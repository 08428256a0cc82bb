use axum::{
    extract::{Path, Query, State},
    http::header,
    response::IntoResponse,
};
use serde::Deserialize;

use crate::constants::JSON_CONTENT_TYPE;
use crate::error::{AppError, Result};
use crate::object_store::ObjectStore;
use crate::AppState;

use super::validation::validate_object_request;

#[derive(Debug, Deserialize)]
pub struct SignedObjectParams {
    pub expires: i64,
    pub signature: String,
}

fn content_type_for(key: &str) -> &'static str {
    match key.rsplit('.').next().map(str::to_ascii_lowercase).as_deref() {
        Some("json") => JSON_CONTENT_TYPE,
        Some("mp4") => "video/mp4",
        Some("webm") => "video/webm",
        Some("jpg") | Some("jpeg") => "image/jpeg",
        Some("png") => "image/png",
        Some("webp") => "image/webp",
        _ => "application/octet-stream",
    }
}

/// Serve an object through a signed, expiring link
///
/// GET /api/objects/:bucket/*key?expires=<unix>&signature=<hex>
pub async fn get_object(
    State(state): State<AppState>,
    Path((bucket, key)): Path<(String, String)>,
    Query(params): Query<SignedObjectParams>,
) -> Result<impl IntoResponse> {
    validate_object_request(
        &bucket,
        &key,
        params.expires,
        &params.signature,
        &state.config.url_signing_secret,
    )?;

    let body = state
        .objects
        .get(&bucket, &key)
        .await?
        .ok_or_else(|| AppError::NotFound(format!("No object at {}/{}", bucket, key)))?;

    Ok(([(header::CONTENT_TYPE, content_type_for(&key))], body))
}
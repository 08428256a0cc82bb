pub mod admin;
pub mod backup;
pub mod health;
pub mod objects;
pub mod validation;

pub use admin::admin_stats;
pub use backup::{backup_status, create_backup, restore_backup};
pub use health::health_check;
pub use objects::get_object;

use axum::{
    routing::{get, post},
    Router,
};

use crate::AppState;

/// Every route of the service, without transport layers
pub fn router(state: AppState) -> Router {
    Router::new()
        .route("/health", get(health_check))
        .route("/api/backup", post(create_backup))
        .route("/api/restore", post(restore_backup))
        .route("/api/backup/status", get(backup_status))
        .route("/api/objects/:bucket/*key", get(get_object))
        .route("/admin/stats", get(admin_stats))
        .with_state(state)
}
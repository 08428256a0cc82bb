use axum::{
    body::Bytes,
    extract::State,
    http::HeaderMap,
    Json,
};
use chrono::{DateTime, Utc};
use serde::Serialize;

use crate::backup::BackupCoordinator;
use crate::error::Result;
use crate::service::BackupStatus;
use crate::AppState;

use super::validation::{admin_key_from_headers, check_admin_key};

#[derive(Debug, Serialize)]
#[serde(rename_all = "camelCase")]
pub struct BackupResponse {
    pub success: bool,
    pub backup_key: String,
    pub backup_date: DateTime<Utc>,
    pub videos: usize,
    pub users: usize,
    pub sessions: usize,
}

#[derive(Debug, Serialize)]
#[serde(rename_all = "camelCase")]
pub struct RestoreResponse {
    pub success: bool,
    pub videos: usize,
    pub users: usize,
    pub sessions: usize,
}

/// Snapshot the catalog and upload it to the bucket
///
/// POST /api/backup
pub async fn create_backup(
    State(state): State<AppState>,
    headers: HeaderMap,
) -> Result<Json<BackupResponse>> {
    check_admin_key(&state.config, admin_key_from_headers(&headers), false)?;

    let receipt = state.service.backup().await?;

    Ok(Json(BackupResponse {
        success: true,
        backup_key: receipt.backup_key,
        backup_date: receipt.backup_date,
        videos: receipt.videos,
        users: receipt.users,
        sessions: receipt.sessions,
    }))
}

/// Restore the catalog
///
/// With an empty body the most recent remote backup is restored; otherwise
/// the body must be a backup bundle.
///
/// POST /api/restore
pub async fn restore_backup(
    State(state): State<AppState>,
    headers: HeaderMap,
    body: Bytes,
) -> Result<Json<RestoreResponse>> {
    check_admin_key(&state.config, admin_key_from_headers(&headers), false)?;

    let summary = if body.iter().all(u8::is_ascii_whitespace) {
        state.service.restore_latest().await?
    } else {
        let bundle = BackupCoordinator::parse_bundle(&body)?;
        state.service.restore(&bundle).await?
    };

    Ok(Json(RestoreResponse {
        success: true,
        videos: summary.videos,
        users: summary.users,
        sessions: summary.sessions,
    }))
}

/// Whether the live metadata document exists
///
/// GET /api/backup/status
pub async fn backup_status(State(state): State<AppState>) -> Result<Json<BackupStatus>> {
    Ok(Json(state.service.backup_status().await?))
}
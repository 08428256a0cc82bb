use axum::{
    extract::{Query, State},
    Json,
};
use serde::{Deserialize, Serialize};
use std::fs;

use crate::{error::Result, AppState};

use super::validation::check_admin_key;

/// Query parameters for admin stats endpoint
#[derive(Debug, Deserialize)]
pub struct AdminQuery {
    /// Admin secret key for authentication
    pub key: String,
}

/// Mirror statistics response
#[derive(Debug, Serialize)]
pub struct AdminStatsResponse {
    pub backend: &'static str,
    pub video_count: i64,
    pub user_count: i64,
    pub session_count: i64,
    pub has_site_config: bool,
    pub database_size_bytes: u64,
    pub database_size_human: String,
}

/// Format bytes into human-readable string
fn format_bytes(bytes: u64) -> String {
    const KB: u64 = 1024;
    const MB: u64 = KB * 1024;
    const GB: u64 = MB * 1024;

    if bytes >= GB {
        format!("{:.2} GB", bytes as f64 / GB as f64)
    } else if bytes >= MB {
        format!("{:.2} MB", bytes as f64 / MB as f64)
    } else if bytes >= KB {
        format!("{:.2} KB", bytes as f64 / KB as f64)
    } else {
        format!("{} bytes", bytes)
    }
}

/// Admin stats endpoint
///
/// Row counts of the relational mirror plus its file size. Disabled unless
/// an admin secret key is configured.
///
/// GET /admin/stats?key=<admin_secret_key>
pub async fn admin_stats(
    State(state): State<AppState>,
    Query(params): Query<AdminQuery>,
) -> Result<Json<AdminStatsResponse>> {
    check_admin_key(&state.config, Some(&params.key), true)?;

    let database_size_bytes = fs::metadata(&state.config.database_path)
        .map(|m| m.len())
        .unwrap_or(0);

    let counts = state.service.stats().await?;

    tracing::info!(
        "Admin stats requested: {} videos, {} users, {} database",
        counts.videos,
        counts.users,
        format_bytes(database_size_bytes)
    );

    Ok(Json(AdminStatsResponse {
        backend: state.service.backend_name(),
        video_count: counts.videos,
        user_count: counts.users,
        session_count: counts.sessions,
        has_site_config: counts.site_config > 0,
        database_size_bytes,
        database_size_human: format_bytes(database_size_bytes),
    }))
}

═══

Work required
Type out the whole listing above again, exactly as it stands.

The answer
repository 08428256a0cc82bb
use axum::{
    extract::{Path, Query, State},
    http::header,
    response::IntoResponse,
};
use serde::Deserialize;

use crate::constants::JSON_CONTENT_TYPE;
use crate::error::{AppError, Result};
use crate::object_store::ObjectStore;
use crate::AppState;

use super::validation::validate_object_request;

#[derive(Debug, Deserialize)]
pub struct SignedObjectParams {
    pub expires: i64,
    pub signature: String,
}

fn content_type_for(key: &str) -> &'static str {
    match key.rsplit('.').next().map(str::to_ascii_lowercase).as_deref() {
        Some("json") => JSON_CONTENT_TYPE,
        Some("mp4") => "video/mp4",
        Some("webm") => "video/webm",
        Some("jpg") | Some("jpeg") => "image/jpeg",
        Some("png") => "image/png",
        Some("webp") => "image/webp",
        _ => "application/octet-stream",
    }
}

/// Serve an object through a signed, expiring link
///
/// GET /api/objects/:bucket/*key?expires=<unix>&signature=<hex>
pub async fn get_object(
    State(state): State<AppState>,
    Path((bucket, key)): Path<(String, String)>,
    Query(params): Query<SignedObjectParams>,
) -> Result<impl IntoResponse> {
    validate_object_request(
        &bucket,
        &key,
        params.expires,
        &params.signature,
        &state.config.url_signing_secret,
    )?;

    let body = state
        .objects
        .get(&bucket, &key)
        .await?
        .ok_or_else(|| AppError::NotFound(format!("No object at {}/{}", bucket, key)))?;

    Ok(([(header::CONTENT_TYPE, content_type_for(&key))], body))
}
repository 08428256a0cc82bb
pub mod admin;
pub mod backup;
pub mod health;
pub mod objects;
pub mod validation;

pub use admin::admin_stats;
pub use backup::{backup_status, create_backup, restore_backup};
pub use health::health_check;
pub use objects::get_object;

use axum::{
    routing::{get, post},
    Router,
};

use crate::AppState;

/// Every route of the service, without transport layers
pub fn router(state: AppState) -> Router {
    Router::new()
        .route("/health", get(health_check))
        .route("/api/backup", post(create_backup))
        .route("/api/restore", post(restore_backup))
        .route("/api/backup/status", get(backup_status))
        .route("/api/objects/:bucket/*key", get(get_object))
        .route("/admin/stats", get(admin_stats))
        .with_state(state)
}
repository 08428256a0cc82bb
use axum::{
    body::Bytes,
    extract::State,
    http::HeaderMap,
    Json,
};
use chrono::{DateTime, Utc};
use serde::Serialize;

use crate::backup::BackupCoordinator;
use crate::error::Result;
use crate::service::BackupStatus;
use crate::AppState;

use super::validation::{admin_key_from_headers, check_admin_key};

#[derive(Debug, Serialize)]
#[serde(rename_all = "camelCase")]
pub struct BackupResponse {
    pub success: bool,
    pub backup_key: String,
    pub backup_date: DateTime<Utc>,
    pub videos: usize,
    pub users: usize,
    pub sessions: usize,
}

#[derive(Debug, Serialize)]
#[serde(rename_all = "camelCase")]
pub struct RestoreResponse {
    pub success: bool,
    pub videos: usize,
    pub users: usize,
    pub sessions: usize,
}

/// Snapshot the catalog and upload it to the bucket
///
/// POST /api/backup
pub async fn create_backup(
    State(state): State<AppState>,
    headers: HeaderMap,
) -> Result<Json<BackupResponse>> {
    check_admin_key(&state.config, admin_key_from_headers(&headers), false)?;

    let receipt = state.service.backup().await?;

    Ok(Json(BackupResponse {
        success: true,
        backup_key: receipt.backup_key,
        backup_date: receipt.backup_date,
        videos: receipt.videos,
        users: receipt.users,
        sessions: receipt.sessions,
    }))
}

/// Restore the catalog
///
/// With an empty body the most recent remote backup is restored; otherwise
/// the body must be a backup bundle.
///
/// POST /api/restore
pub async fn restore_backup(
    State(state): State<AppState>,
    headers: HeaderMap,
    body: Bytes,
) -> Result<Json<RestoreResponse>> {
    check_admin_key(&state.config, admin_key_from_headers(&headers), false)?;

    let summary = if body.iter().all(u8::is_ascii_whitespace) {
        state.service.restore_latest().await?
    } else {
        let bundle = BackupCoordinator::parse_bundle(&body)?;
        state.service.restore(&bundle).await?
    };

    Ok(Json(RestoreResponse {
        success: true,
        videos: summary.videos,
        users: summary.users,
        sessions: summary.sessions,
    }))
}

/// Whether the live metadata document exists
///
/// GET /api/backup/status
pub async fn backup_status(State(state): State<AppState>) -> Result<Json<BackupStatus>> {
    Ok(Json(state.service.backup_status().await?))
}
repository 08428256a0cc82bb
use axum::{
    extract::{Query, State},
    Json,
};
use serde::{Deserialize, Serialize};
use std::fs;

use crate::{error::Result, AppState};

use super::validation::check_admin_key;

/// Query parameters for admin stats endpoint
#[derive(Debug, Deserialize)]
pub struct AdminQuery {
    /// Admin secret key for authentication
    pub key: String,
}

/// Mirror statistics response
#[derive(Debug, Serialize)]
pub struct AdminStatsResponse {
    pub backend: &'static str,
    pub video_count: i64,
    pub user_count: i64,
    pub session_count: i64,
    pub has_site_config: bool,
    pub database_size_bytes: u64,
    pub database_size_human: String,
}

/// Format bytes into human-readable string
fn format_bytes(bytes: u64) -> String {
    const KB: u64 = 1024;
    const MB: u64 = KB * 1024;
    const GB: u64 = MB * 1024;

    if bytes >= GB {
        format!("{:.2} GB", bytes as f64 / GB as f64)
    } else if bytes >= MB {
        format!("{:.2} MB", bytes as f64 / MB as f64)
    } else if bytes >= KB {
        format!("{:.2} KB", bytes as f64 / KB as f64)
    } else {
        format!("{} bytes", bytes)
    }
}

/// Admin stats endpoint
///
/// Row counts of the relational mirror plus its file size. Disabled unless
/// an admin secret key is configured.
///
/// GET /admin/stats?key=<admin_secret_key>
pub async fn admin_stats(
    State(state): State<AppState>,
    Query(params): Query<AdminQuery>,
) -> Result<Json<AdminStatsResponse>> {
    check_admin_key(&state.config, Some(&params.key), true)?;

    let database_size_bytes = fs::metadata(&state.config.database_path)
        .map(|m| m.len())
        .unwrap_or(0);

    let counts = state.service.stats().await?;

    tracing::info!(
        "Admin stats requested: {} videos, {} users, {} database",
        counts.videos,
        counts.users,
        format_bytes(database_size_bytes)
    );

    Ok(Json(AdminStatsResponse {
        backend: state.service.backend_name(),
        video_count: counts.videos,
        user_count: counts.users,
        session_count: counts.sessions,
        has_site_config: counts.site_config > 0,
        database_size_bytes,
        database_size_human: format_bytes(database_size_bytes),
    }))
}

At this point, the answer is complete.